Tips for troubleshooting Ingester pod memory imbalance when running Loki in distributed mode in Kubernetes

I’m experiencing issues with one replica of my Loki Ingester replica set using way more memory than the other replicas. The imbalance in memory usage per-pod can be viewed in the attached screenshot.

I am running Loki in distributed mode in an EKS Kubernetes cluster, with a dynamically scaling number of Distributor pods and a fixed number of Ingester pods. I am using the default memberlist key-value store type. I suspect that one (or several) of my streams are producing orders of magnitude more data, and those streams are mapped to the problematic replica (loki-ingester-21 in this case). The problematic replica has an average number of streams associated with it (700, where most of the other replicas fall in the 500-1000 range), but the number of chunks in memory and total bytes stored in chunks are way higher for the problematic replica compared to the others.

What are some ways I can troubleshoot memory/chunk imbalance issues?
Is it possible to view which label-sets are going to which pods so that we can determine if one type of log has a much higher volume than other types?
Is there a way I can rebalance the pods so that these chunks can be shared amongst all the other pods? If so, how?

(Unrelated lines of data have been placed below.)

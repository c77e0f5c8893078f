//! Built-in curriculum table

use super::{Section, Topic};

type TopicRow = (&'static str, &'static str, &'static str);

/// (section code, title, [(topic code, display name, content key)])
const CATALOG: &[(&str, &str, &[TopicRow])] = &[
    ("1", "Fundamentals", &[
        ("1.1", "Time & Space Complexity", "complexity_basics"),
        ("1.2", "Memory Management", "memory_basics"),
        ("1.3", "Pointers & References", "pointers_basics"),
        ("1.4", "Recursion Basics", "recursion_basics"),
    ]),
    ("2", "Basic Data Structures", &[
        ("2.1", "Arrays", "array"),
        ("2.2", "Strings", "string"),
        ("2.3", "Linked Lists", "linked_list"),
        ("2.4", "Doubly Linked Lists", "doubly_linked_list"),
        ("2.5", "Circular Linked Lists", "circular_linked_list"),
    ]),
    ("3", "Stack & Queue", &[
        ("3.1", "Stack (Array-based)", "stack"),
        ("3.2", "Stack (Linked List-based)", "stack_linked"),
        ("3.3", "Queue (Array-based)", "queue"),
        ("3.4", "Queue (Linked List-based)", "queue_linked"),
        ("3.5", "Circular Queue", "circular_queue"),
        ("3.6", "Deque", "deque"),
        ("3.7", "Priority Queue", "priority_queue"),
    ]),
    ("4", "Hashing", &[
        ("4.1", "Hash Functions", "hash_functions"),
        ("4.2", "Hash Tables", "hash_table"),
        ("4.3", "Collision Handling", "collision_handling"),
        ("4.4", "Hash Maps & Sets", "hash_map_set"),
    ]),
    ("5", "Trees", &[
        ("5.1", "Binary Trees", "binary_tree"),
        ("5.2", "Binary Search Trees", "bst"),
        ("5.3", "Tree Traversals", "tree_traversals"),
        ("5.4", "AVL Trees", "avl_tree"),
        ("5.5", "Red-Black Trees", "red_black_tree"),
        ("5.6", "B-Trees", "b_tree"),
        ("5.7", "Segment Trees", "segment_tree"),
        ("5.8", "Fenwick Trees", "fenwick_tree"),
        ("5.9", "Trie", "trie"),
    ]),
    ("6", "Heaps", &[
        ("6.1", "Min Heap", "min_heap"),
        ("6.2", "Max Heap", "max_heap"),
        ("6.3", "Heap Operations", "heap_operations"),
        ("6.4", "Heap Sort", "heap_sort"),
    ]),
    ("7", "Graphs", &[
        ("7.1", "Graph Representations", "graph_representation"),
        ("7.2", "BFS (Breadth-First Search)", "bfs"),
        ("7.3", "DFS (Depth-First Search)", "dfs"),
        ("7.4", "Topological Sort", "topological_sort"),
        ("7.5", "Shortest Path (Dijkstra)", "dijkstra"),
        ("7.6", "Shortest Path (Bellman-Ford)", "bellman_ford"),
        ("7.7", "Minimum Spanning Tree (Kruskal)", "kruskal"),
        ("7.8", "Minimum Spanning Tree (Prim)", "prim"),
        ("7.9", "Floyd-Warshall", "floyd_warshall"),
    ]),
    ("8", "Sorting Algorithms", &[
        ("8.1", "Bubble Sort", "bubble_sort"),
        ("8.2", "Selection Sort", "selection_sort"),
        ("8.3", "Insertion Sort", "insertion_sort"),
        ("8.4", "Merge Sort", "merge_sort"),
        ("8.5", "Quick Sort", "quick_sort"),
        ("8.6", "Heap Sort", "heap_sort"),
        ("8.7", "Counting Sort", "counting_sort"),
        ("8.8", "Radix Sort", "radix_sort"),
        ("8.9", "Bucket Sort", "bucket_sort"),
    ]),
    ("9", "Searching Algorithms", &[
        ("9.1", "Linear Search", "linear_search"),
        ("9.2", "Binary Search", "binary_search"),
        ("9.3", "Ternary Search", "ternary_search"),
        ("9.4", "Jump Search", "jump_search"),
        ("9.5", "Interpolation Search", "interpolation_search"),
    ]),
    ("10", "Advanced Algorithms", &[
        ("10.1", "Dynamic Programming Intro", "dp_intro"),
        ("10.2", "Fibonacci (DP)", "dp_fibonacci"),
        ("10.3", "Knapsack Problem", "knapsack"),
        ("10.4", "Longest Common Subsequence", "lcs"),
        ("10.5", "Matrix Chain Multiplication", "matrix_chain"),
        ("10.6", "Greedy Algorithms", "greedy_intro"),
        ("10.7", "Backtracking", "backtracking"),
        ("10.8", "Divide and Conquer", "divide_conquer"),
    ]),
    ("11", "String Algorithms", &[
        ("11.1", "Pattern Matching (Naive)", "pattern_naive"),
        ("11.2", "KMP Algorithm", "kmp"),
        ("11.3", "Rabin-Karp", "rabin_karp"),
        ("11.4", "Z Algorithm", "z_algorithm"),
    ]),
    ("12", "Advanced Data Structures", &[
        ("12.1", "Disjoint Set (Union-Find)", "union_find"),
        ("12.2", "Suffix Array", "suffix_array"),
        ("12.3", "Suffix Tree", "suffix_tree"),
        ("12.4", "Skip List", "skip_list"),
    ]),
];

pub(super) fn standard_sections() -> Vec<Section> {
    CATALOG
        .iter()
        .map(|(code, title, topics)| {
            let topics = topics
                .iter()
                .map(|(code, name, key)| Topic::new(*code, *name, *key))
                .collect();
            Section::new(*code, *title, topics)
        })
        .collect()
}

I am facing a similar issue. Have you made any progress on this?

I did run into this once as well. From my understanding is that the writers, once the ring membership is formed, will try to send the log streams with same labels to the same writer to reduce the number of chunks written, and I do not know if there is re-balancing logic in this (need to read through the code eventually). Perhaps someone can comment on this.

With that in mind, I killed that one container manually and the new one that replaced it seemed to be more in-line with everything else in terms of resource consumption.

This topic was automatically closed 365 days after the last reply. New replies are no longer allowed.